McGowan tinha informações erradas. A empresa insistiu que não havia doenças respiratórias ou sintomas de gripe a bordo. Apesar de tudo, quando chegou a Fremantle, o navio foi recebido pela polícia e pelos serviços de fronteira - para garantir que ninguém saísse - e por um grupo de manifestantes.
"Foi uma desilusão, antes de mais porque eram notícias falsas. E foram publicadas em todo o mundo", queixa-se o capitão Leotta. O Magnifica foi autorizado a reabastecer em Fremantle, antes de seguir a sua viagem.

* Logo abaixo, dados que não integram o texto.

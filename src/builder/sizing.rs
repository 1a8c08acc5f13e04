use super::core::LayoutBuilder;
use crate::anchor::{AnchorKind, AnchorProviding, DimAnchor};
use crate::geometry::Size;
use crate::relation::{DimensionRelation, Relation};

/// Width, height, size, and aspect operations.
impl LayoutBuilder {
    /// Subject width against a bare constant.
    pub fn width(self, relation: impl Into<Relation>) -> Self {
        self.connect_dim_const(AnchorKind::Width, relation.into())
    }

    /// Subject height against a bare constant.
    pub fn height(self, relation: impl Into<Relation>) -> Self {
        self.connect_dim_const(AnchorKind::Height, relation.into())
    }

    /// Subject width equal to another item's width.
    pub fn width_to(self, item: &impl AnchorProviding) -> Self {
        self.width_to_anchor(item.width_anchor())
    }

    /// Subject height equal to another item's height.
    pub fn height_to(self, item: &impl AnchorProviding) -> Self {
        self.height_to_anchor(item.height_anchor())
    }

    /// Subject width equal to an arbitrary dimension anchor.
    pub fn width_to_anchor(self, anchor: DimAnchor) -> Self {
        self.width_rel(DimensionRelation::equal(anchor))
    }

    /// Subject height equal to an arbitrary dimension anchor.
    pub fn height_to_anchor(self, anchor: DimAnchor) -> Self {
        self.height_rel(DimensionRelation::equal(anchor))
    }

    /// Full-control width relation (target dimension, multiplier,
    /// constant, priority).
    pub fn width_rel(self, relation: DimensionRelation) -> Self {
        self.connect_dim(AnchorKind::Width, relation)
    }

    /// Full-control height relation.
    pub fn height_rel(self, relation: DimensionRelation) -> Self {
        self.connect_dim(AnchorKind::Height, relation)
    }

    /// Width and height at once. A bare number gives a square.
    pub fn size(self, size: impl Into<Size>) -> Self {
        let size = size.into();
        self.width(size.width).height(size.height)
    }

    /// Reciprocal 1:1 aspect: width equal to own height and height equal
    /// to own width. Other ratios need the multiplier-bearing
    /// [`width_rel`](Self::width_rel) / [`height_rel`](Self::height_rel)
    /// primitives; this convenience covers only the square case.
    pub fn aspect(self) -> Self {
        let own_height = DimAnchor(self.subject_anchor(AnchorKind::Height));
        let own_width = DimAnchor(self.subject_anchor(AnchorKind::Width));
        self.width_to_anchor(own_height).height_to_anchor(own_width)
    }
}

#[cfg(test)]
mod tests {
    use crate::anchor::{AnchorKind, AnchorProviding};
    use crate::relation::{DimensionRelation, Priority, Relation};
    use crate::tree::BoxTree;

    #[test]
    fn constant_dimensions_have_no_target() {
        let tree = BoxTree::new();
        let panel = tree.create_box("panel");

        let layout = panel.layout().width(100).height(Relation::less_or_equal(50.0));
        let widths = layout.find_all(AnchorKind::Width);
        let heights = layout.find_all(AnchorKind::Height);
        assert_eq!(widths[0].target(), None);
        assert_eq!(widths[0].constant(), 100.0);
        assert_eq!(heights[0].target(), None);
        assert_eq!(heights[0].constant(), 50.0);
    }

    #[test]
    fn size_sets_width_and_height() {
        let tree = BoxTree::new();
        let panel = tree.create_box("panel");

        let layout = panel.layout().size(64);
        assert_eq!(layout.find_all(AnchorKind::Width)[0].constant(), 64.0);
        assert_eq!(layout.find_all(AnchorKind::Height)[0].constant(), 64.0);
    }

    #[test]
    fn width_to_targets_other_width() {
        let tree = BoxTree::new();
        let a = tree.create_box("a");
        let b = tree.create_box("b");

        let layout = a.layout().width_to(&b);
        let widths = layout.find_all(AnchorKind::Width);
        assert_eq!(widths.len(), 1);
        assert_eq!(widths[0].target(), Some(b.width_anchor().anchor()));
    }

    #[test]
    fn dimension_relation_keeps_modifiers() {
        let tree = BoxTree::new();
        let a = tree.create_box("a");
        let b = tree.create_box("b");

        let layout = a.layout().width_rel(
            DimensionRelation::greater_or_equal(b.width_anchor())
                .with_multiplier(2.0)
                .with_constant(10.0)
                .with_priority(Priority::LOW),
        );
        let spec = tree
            .constraint_spec(layout.find_all(AnchorKind::Width)[0].handle())
            .unwrap();
        assert_eq!(spec.multiplier, 2.0);
        assert_eq!(spec.constant, 10.0);
        assert_eq!(spec.priority, Priority::LOW);
    }

    #[test]
    fn aspect_cross_constrains_own_dimensions() {
        let tree = BoxTree::new();
        let panel = tree.create_box("panel");

        let layout = panel.layout().aspect();
        let widths = layout.find_all(AnchorKind::Width);
        let heights = layout.find_all(AnchorKind::Height);
        assert_eq!(widths[0].target(), Some(panel.height_anchor().anchor()));
        assert_eq!(heights[0].target(), Some(panel.width_anchor().anchor()));

        let spec = tree.constraint_spec(widths[0].handle()).unwrap();
        assert_eq!(spec.multiplier, 1.0);
    }
}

Mas o cruzeiro continuou a ser notícia.
Depois da Austrália, o plano do Magnifica era navegar para o Dubai para uma "paragem técnica". Mas como isso também se revelou impossível, decidiram ir a Colombo, capital do Sri Lanka. Nessa altura, o cozinheiro do navio, Anura Herath, de 31 anos, que trabalha na empresa de cruzeiros MSC desde agosto de 2017, pediu para ficar em casa - com medo de, depois, não ter autorização para voltar ao Sri Lanka quando a viagem terminasse. Embora o pedido parecesse fazer sentido, o Sri Lanka não queria autorizar ninguém a desembarcar.
Assim, a 4 de abril - dois dias antes de Colombo - Anura, usando a roupa branca de chef, gravou uma mensagem de vídeo de 94 segundos para o presidente e primeiro-ministro do Sri Lanka. "Deixe-me sair", pediu. "Eu sou o único do Sri Lanka a bordo. Será muito difícil voltar de Itália."
Depois de publicar a mensagem, Anura foi trabalhar. E no final do dia de trabalho, quando voltou à sua cabina, recebeu uma mensagem da família a dizer-lhe para ele ir ver o que estava a acontecer no Facebook: o vídeo estava a ser partilhado e comentado por milhares de pessoas. "Tantas pessoas ligaram", conta ele. "Foi como um sonho. Tudo foi muito rápido." Pressionado, o presidente do Sri Lanka autorizou a marinha levou Anura para terra. Uma outra passageira, alemã, ficou no Sri Lanka para receber cuidados médicos - e acabou por morrer, embora não haja qualquer indicação que tenha sido vítima de covid-19.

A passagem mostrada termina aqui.